**TO DO**
What do the lines say, reproduced word for word, from the first of the entries below through the line bearing "pub struct NoRetries;"?

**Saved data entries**
//! Retry policies for transport-level failures.

use std::ops::ControlFlow;
use std::time::Duration;

/// Controls how the transport reacts when a request fails before a complete
/// response was read.
pub trait RetryPolicy: Send + Sync + 'static {
    fn should_retry(&self, ctx: &RetryContext) -> ControlFlow<(), Duration>;
}

/// Context passed to [`RetryPolicy::should_retry`] on each failure.
pub struct RetryContext<'a> {
    /// How many attempts have failed so far (≥ 1).
    pub fail_count: u32,
    pub error: &'a (dyn std::error::Error + 'static),
}

/// Never retry.
pub struct NoRetries;
impl RetryPolicy for NoRetries {
    fn should_retry(&self, _: &RetryContext) -> ControlFlow<(), Duration> {
        ControlFlow::Break(())
    }
}

/// Re-attempt the full request up to a configured bound, with a fixed pause
/// between attempts so a dead link doesn't hot-loop.
///
/// `limit` semantics: `0` = no retry, negative = unbounded.
pub struct BoundedRetry {
    pub limit: i32,
    pub delay: Duration,
}

impl Default for BoundedRetry {
    fn default() -> Self {
        Self { limit: 2, delay: Duration::from_millis(500) }
    }
}

impl RetryPolicy for BoundedRetry {
    fn should_retry(&self, ctx: &RetryContext) -> ControlFlow<(), Duration> {
        if self.limit >= 0 && ctx.fail_count > self.limit as u32 {
            return ControlFlow::Break(());
        }
        tracing::debug!("request failed ({}), retrying: {}", ctx.fail_count, ctx.error);
        ControlFlow::Continue(self.delay)
    }
}
//! Login, token acquisition and staleness-based re-auth.
//!
//! The service's login flow is a plain browser flow: scrape an optional
//! anti-automation token off the pre-login page, POST credentials, then pull
//! the real session token out of whatever page comes back. The account page
//! doubles as the re-auth probe — if it still carries the token, the cookies
//! are good.

use crate::errors::BackendError;
use crate::parser::{self, Patterns};
use crate::Client;

impl Client {
    /// Cheap check, no network: a prior cookie load or a recent successful
    /// auth suggests a full credential login can be skipped.
    pub fn is_authed_quick(&self) -> bool {
        self.transport.has_cookies() || self.session.is_fresh(self.config.stale_after)
    }

    /// Make sure the session is usable, revalidating against the account
    /// page when stale or when `force` is set.
    ///
    /// A page that comes back without the session token means the cookies no
    /// longer authenticate — that is an authentication failure, distinct
    /// from not being able to reach the service at all.
    pub async fn ensure_authed(&mut self, force: bool) -> Result<(), BackendError> {
        if !force && self.session.has_token() && self.session.is_fresh(self.config.stale_after) {
            return Ok(());
        }

        let body = self
            .transport
            .fetch(&self.config.endpoints.account, None, None)
            .await?;
        let page = String::from_utf8_lossy(&body);

        let token = extract_session_token(&self.patterns, &page).ok_or_else(|| {
            BackendError::Authentication("account page carried no session token".into())
        })?;
        self.session.token = Some(token);

        self.session.account_number = parser::capture(&self.patterns.account_number, &page);
        self.session.callback_numbers.clear();
        for caps in self.patterns.callback_entry.captures_iter(&page) {
            if let (Some(number), Some(label)) = (caps.get(1), caps.get(2)) {
                self.session
                    .callback_numbers
                    .insert(number.as_str().trim().to_string(), label.as_str().trim().to_string());
            }
        }

        self.session.mark_authed();
        self.transport.save_cookies()?;
        tracing::info!(
            account = self.session.account_number.as_deref().unwrap_or("?"),
            "session validated"
        );
        Ok(())
    }

    /// Full credential login. Clears any existing session first.
    ///
    /// The service sometimes answers the credential POST with a redirect
    /// stub instead of the final page; when token extraction fails on the
    /// immediate response, revalidate once via the account page before
    /// declaring the login failed.
    pub async fn login(&mut self, username: &str, password: &str) -> Result<(), BackendError> {
        self.logout()?;

        // Best effort: a missing anti-automation token is posted as "".
        let pre_body = self
            .transport
            .fetch(&self.config.endpoints.pre_login_token, None, None)
            .await?;
        let pre_page = String::from_utf8_lossy(&pre_body);
        let pre_token =
            parser::capture(&self.patterns.pre_login_token, &pre_page).unwrap_or_default();
        if pre_token.is_empty() {
            tracing::debug!("pre-login token not present; posting empty field");
        }

        let lf = &self.config.login;
        let mut form: Vec<(&str, String)> = vec![
            (lf.email_field.as_str(), username.to_string()),
            (lf.password_field.as_str(), password.to_string()),
            (lf.pre_login_token_field.as_str(), pre_token),
        ];
        for (name, value) in &lf.extra_fields {
            form.push((name.as_str(), value.clone()));
        }

        let body = self
            .transport
            .fetch(
                &self.config.endpoints.login,
                Some(&form),
                Some(&self.config.endpoints.pre_login_token),
            )
            .await?;
        let page = String::from_utf8_lossy(&body);

        if let Some(token) = extract_session_token(&self.patterns, &page) {
            self.session.token = Some(token);
            self.session.mark_authed();
            self.transport.save_cookies()?;
            tracing::info!("logged in");
            return Ok(());
        }

        tracing::info!("no token on post-login page; revalidating once via account page");
        match self.ensure_authed(true).await {
            Ok(()) => Ok(()),
            Err(BackendError::Authentication(_)) => Err(BackendError::Authentication(
                "login rejected: no session token after credential POST".into(),
            )),
            Err(other) => Err(other),
        }
    }

    /// Drop the local session: cookies, token, freshness. The server is not
    /// contacted; its side of the session simply expires.
    pub fn logout(&mut self) -> Result<(), BackendError> {
        self.session.reset();
        self.transport.clear_cookies()
    }
}

/// Pull the session token off a page; an empty `value=""` does not count.
fn extract_session_token(patterns: &Patterns, page: &str) -> Option<String> {
    parser::capture(&patterns.session_token, page).filter(|t| !t.is_empty())
}

#[cfg(test)]
mod tests {
    use super::*;
    use crate::config::PatternConfig;

    fn patterns() -> Patterns {
        Patterns::compile(&PatternConfig::default()).unwrap()
    }

    #[test]
    fn token_extracted_from_account_page() {
        let page = r#"<form><input type="hidden" name="_rnr_se" value="AbC/123=" /></form>"#;
        assert_eq!(extract_session_token(&patterns(), page), Some("AbC/123=".to_string()));
    }

    #[test]
    fn empty_token_value_is_absent() {
        let page = r#"<input name="_rnr_se" value="" />"#;
        assert_eq!(extract_session_token(&patterns(), page), None);
    }

    #[test]
    fn redirect_stub_has_no_token() {
        let page = r#"<html><head><meta http-equiv="refresh" content="0;url=/voice"></head></html>"#;
        assert_eq!(extract_session_token(&patterns(), page), None);
    }

    #[test]
    fn callback_entries_scrape_number_and_label() {
        let p = patterns();
        let page = "  +15550001111: Mobile<br/>\n  (555) 000-2222: Office <br />\n";
        let entries: Vec<(String, String)> = p
            .callback_entry
            .captures_iter(page)
            .map(|c| (c[1].trim().to_string(), c[2].trim().to_string()))
            .collect();
        assert_eq!(
            entries,
            vec![
                ("+15550001111".to_string(), "Mobile".to_string()),
                ("(555) 000-2222".to_string(), "Office".to_string()),
            ]
        );
    }
}
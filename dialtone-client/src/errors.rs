//! Error types for dialtone-client.
//!
//! Two layers: [`RemoteError`] describes a syntactically-successful response
//! whose embedded status reports failure, [`BackendError`] is the error type
//! returned from every `Client` method.

use std::{fmt, io};

// ─── RemoteError ──────────────────────────────────────────────────────────────

/// An error reported inside a decoded service response (`ok == false`).
///
/// The service's numeric codes are undocumented; the raw decoded response is
/// kept verbatim for diagnostics. Code `20` is empirically ambiguous and most
/// often means the configured callback number is missing or invalid, so it
/// carries an actionable hint.
#[derive(Clone, Debug, PartialEq)]
pub struct RemoteError {
    /// Service-defined numeric code, when one was present in the response.
    pub code: Option<i64>,
    /// Human-actionable hint for recognized codes.
    pub hint: Option<String>,
    /// The raw decoded response body.
    pub raw: String,
}

impl fmt::Display for RemoteError {
    fn fmt(&self, f: &mut fmt::Formatter<'_>) -> fmt::Result {
        match self.code {
            Some(c) => write!(f, "service error {c}")?,
            None => write!(f, "service error")?,
        }
        if let Some(hint) = &self.hint {
            write!(f, ": {hint}")?;
        }
        Ok(())
    }
}

impl std::error::Error for RemoteError {}

impl RemoteError {
    /// Returns `true` if the service reported the given numeric code.
    pub fn is_code(&self, code: i64) -> bool {
        self.code == Some(code)
    }
}

// ─── NetworkError ─────────────────────────────────────────────────────────────

/// Transport-level failure. Already retried internally up to the configured
/// bound before being surfaced, so an immediate caller-side retry is unlikely
/// to help.
#[derive(Debug)]
pub enum NetworkError {
    /// HTTP request failed (connect, TLS, read, non-success status).
    Http(reqwest::Error),
    /// Local I/O failure (cookie jar file).
    Io(io::Error),
    /// Declared Content-Length did not match the bytes actually read.
    /// Integrity failure — never retried.
    Truncated { expected: u64, got: u64 },
}

impl fmt::Display for NetworkError {
    fn fmt(&self, f: &mut fmt::Formatter<'_>) -> fmt::Result {
        match self {
            Self::Http(e) => write!(f, "HTTP error: {e}"),
            Self::Io(e) => write!(f, "I/O error: {e}"),
            Self::Truncated { expected, got } => {
                write!(f, "truncated response: declared {expected} bytes, read {got}")
            }
        }
    }
}

impl std::error::Error for NetworkError {
    fn source(&self) -> Option<&(dyn std::error::Error + 'static)> {
        match self {
            Self::Http(e) => Some(e),
            Self::Io(e) => Some(e),
            Self::Truncated { .. } => None,
        }
    }
}

// ─── BackendError ─────────────────────────────────────────────────────────────

/// The error type returned from any `Client` method that talks to the service.
///
/// Authentication failures are a distinct variant from network failures so a
/// caller can re-prompt for credentials instead of blindly retrying.
#[derive(Debug)]
pub enum BackendError {
    /// Transport failed after exhausting the retry policy.
    Network(NetworkError),
    /// Login rejected, or token/account extraction failed on a page that
    /// should have carried them.
    Authentication(String),
    /// Malformed caller input, detected before any network call.
    Validation(String),
    /// The service answered but its embedded status reports failure.
    Remote(RemoteError),
    /// The response envelope did not have the expected two-child shape —
    /// the wire format changed out from under us.
    Envelope(String),
    /// The JSON and HTML halves of an envelope describe different message
    /// sets; `id` was present in the HTML but missing from the JSON.
    OutOfSync { id: String },
}

impl fmt::Display for BackendError {
    fn fmt(&self, f: &mut fmt::Formatter<'_>) -> fmt::Result {
        match self {
            Self::Network(e) => write!(f, "{e}"),
            Self::Authentication(s) => write!(f, "authentication failed: {s}"),
            Self::Validation(s) => write!(f, "invalid input: {s}"),
            Self::Remote(e) => write!(f, "{e}"),
            Self::Envelope(s) => write!(f, "malformed response envelope: {s}"),
            Self::OutOfSync { id } => {
                write!(f, "response halves out of sync: id {id:?} missing from status JSON")
            }
        }
    }
}

impl std::error::Error for BackendError {
    fn source(&self) -> Option<&(dyn std::error::Error + 'static)> {
        match self {
            Self::Network(e) => Some(e),
            Self::Remote(e) => Some(e),
            _ => None,
        }
    }
}

impl From<NetworkError> for BackendError {
    fn from(e: NetworkError) -> Self {
        Self::Network(e)
    }
}

impl From<reqwest::Error> for BackendError {
    fn from(e: reqwest::Error) -> Self {
        Self::Network(NetworkError::Http(e))
    }
}

impl From<io::Error> for BackendError {
    fn from(e: io::Error) -> Self {
        Self::Network(NetworkError::Io(e))
    }
}

impl From<RemoteError> for BackendError {
    fn from(e: RemoteError) -> Self {
        Self::Remote(e)
    }
}

impl BackendError {
    /// Returns `true` for failures that indicate the session is no longer
    /// valid (as opposed to connectivity problems).
    pub fn is_auth(&self) -> bool {
        matches!(self, Self::Authentication(_))
    }
}
//! Fusing parsed HTML records with the envelope's JSON status flags.
//!
//! The two halves of a feed envelope describe the same message set twice.
//! A record whose id is missing from the JSON half means the halves were
//! rendered against different states (pagination, or a concurrent change on
//! the server) — that is unsafe to paper over, so it is a hard error.

use serde_json::Value;

use crate::errors::BackendError;
use crate::parser::RawRecord;
use crate::types::{Conversation, ConversationKind};

/// Label the service keeps on conversations still in the inbox; its absence
/// is what "archived" means.
const INBOX_LABEL: &str = "inbox";

/// Build final [`Conversation`]s from parsed records and the status JSON.
pub fn merge(
    records: Vec<RawRecord>,
    json: &Value,
    kind: ConversationKind,
) -> Result<Vec<Conversation>, BackendError> {
    let entries = json.get("messages").and_then(Value::as_object);

    records
        .into_iter()
        .map(|r| {
            let entry = entries
                .and_then(|m| m.get(&r.id))
                .ok_or_else(|| BackendError::OutOfSync { id: r.id.clone() })?;

            let labels = entry.get("labels").and_then(Value::as_array);
            let in_inbox = labels
                .map(|ls| ls.iter().any(|l| l.as_str() == Some(INBOX_LABEL)))
                .unwrap_or(false);

            Ok(Conversation {
                id: r.id,
                kind,
                contact_id: r.contact_id,
                name: r.name,
                pretty_number: r.pretty_number,
                number: r.number,
                location: r.location,
                time: r.time,
                rel_time: r.rel_time,
                messages: r.messages,
                is_read: flag(entry, "isRead"),
                is_spam: flag(entry, "isSpam"),
                is_trash: flag(entry, "isTrash"),
                is_archived: !in_inbox,
            })
        })
        .collect()
}

fn flag(entry: &Value, key: &str) -> bool {
    entry.get(key).and_then(Value::as_bool).unwrap_or(false)
}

**ANSWER TO THIS PROBLEM**
//! Retry policies for transport-level failures.

use std::ops::ControlFlow;
use std::time::Duration;

/// Controls how the transport reacts when a request fails before a complete
/// response was read.
pub trait RetryPolicy: Send + Sync + 'static {
    fn should_retry(&self, ctx: &RetryContext) -> ControlFlow<(), Duration>;
}

/// Context passed to [`RetryPolicy::should_retry`] on each failure.
pub struct RetryContext<'a> {
    /// How many attempts have failed so far (≥ 1).
    pub fail_count: u32,
    pub error: &'a (dyn std::error::Error + 'static),
}

/// Never retry.
pub struct NoRetries;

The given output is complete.